Cannes

AN upbeat Tom Clarke, the first British Films Minister to attend the Cannes Film Festival twice, said yesterday he hoped to make it a hat-trick next year.

He welcomed the fact that five Scottish films, two of which were set in Glasgow, are showing in the Festival or in the Market Place and hoped that next year he would be blowing a tartan trumpet about their success as he was this year about the success of British films.

He was also pleased that the fratricide raging last year among Scotland's film makers and members of the Scottish film establishment had ended.

The appointment of Mr James Lee, an investment banker who worked for Goldcrest Films, is expected to be announced in Cannes today as the next chairman of Scottish Screen, succeeding Mr Alan Schiach.

Mr Lee is a member of the high-profile steering group set up last year to examine ways of funding Scottish film production.

It is his knowledge of film finance that he will bring to the Scottish Screen job and he will play a major part in working towards setting up the new Scottish Film Fund that will bring private and public money together to help get films made in Scotland.

Mr Clarke said the presence of the five films showed Scottish film-making continued to be buoyant. They include Ken Loach's My Name is Joe, written by Glasgow lawyer Paul Laverty who wrote the script of his last film Carla's Song. This one is a romantic drama involving a reformed alcoholic played by Peter Mullen and a social worker. Mullen is also involved with the worst football team in Glasgow. The film gets its premiere tomorrow and the word is that Loach may have come up with a winner.

Peter Mullen has Orphans, his film, his first as director, in the Directors Fortnight. The other films are The Acid House based on short stories by Irvine Welsh, Stella Does Tricks which has already been shown in Britain and a short film, Gasman, directed by Lynne Ramsay who won the short film prize here two years ago.

Mr Clarke, opening the British pavilion, said someone once told Hollywood at the Oscars that the British were coming. He was telling Cannes they had arrived. ''We regard the success British films had last year as providing the foundation for a real renaissance'' he said. ''We are not complacent, not resting on our laurels because we have not yet got to the top of the mountain. We are still climbing.''

He believed the proposals in the report of the Film Policy Review Group which he chaired provided the way ahead for the industry. ''We're confident they will lead to permanent success and last year will not prove to have just been a blip. The foundation has been laid for the kind of industry the British film industry is capable of becoming both in Europe and globally.''

He dismissed as ''totally without foundation'' reports that the Government intended to compel exhibitors to show British films on designated screens in the multiplexes as a means of combating the American domination of the market. ''It is in conflict with everything the Government believes in,'' he said. ''We believe in a genuine partnership, it is not part of Government thinking and will not be in the lifetime of New Labour. I want to work with the United States in the global scene and I believe British films will find themselves on the screens because of their quality.''

He also emphasised the need for the new fund to improve the training of would-be film makers and that they should be taught how to market their films and how to improve the standards of screen writing. He contrasted the number of rewrites the average American film will go through compared to a British film and the fact that, whereas in Britain one in three films presented at development level ended upon on the screen, in America it is one in 20.
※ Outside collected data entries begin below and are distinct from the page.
use criterion::{Criterion, criterion_group, criterion_main};
use std::hint::black_box;

use mdembed::embed::scan;

fn typical_note() -> String {
    let mut note = String::new();
    for i in 0..200 {
        note.push_str(&format!(
            "## Section {i}\n\nSome prose with a [link](https://example.com/{i}).\n\
             ![[attachments/figure-{i}.png]]\n![Chart {i}](img/chart-{i}.jpeg)\n\n"
        ));
    }
    note
}

fn bench_scan(c: &mut Criterion) {
    let note = typical_note();
    c.bench_function("scan_typical_note", |b| b.iter(|| scan(black_box(&note))));

    let unterminated = format!("![[{}", "[".repeat(100_000));
    c.bench_function("scan_unterminated_brackets", |b| {
        b.iter(|| scan(black_box(&unterminated)))
    });

    let openers = "![".repeat(50_000);
    c.bench_function("scan_repeated_openers", |b| {
        b.iter(|| scan(black_box(&openers)))
    });
}

criterion_group!(benches, bench_scan);
criterion_main!(benches);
qVeteran actor Richard Harris cavorted with two lion cubs on the beach at Cannes yesterday to promote his new film, despite writing into his contract that he would not touch them.

Playing conservationist George Adamson in To Walk With Lions, the 64-year-old star was so frightened of the big cats he refused to have anything to do with them.

But yesterday he happily stroked and tickled lion cubs Pasha, five months, and Caesar, four months, as they frolicked in the sunshine.

Real-life conservationist Tony Fitzjohn was on hand to make sure the young cats behaved, as was actor John Michie, who plays him in the film.

But Cannes' latest young unknowns proved themselves real pussycats, playing contentedly while at least 60 photographers snapped away.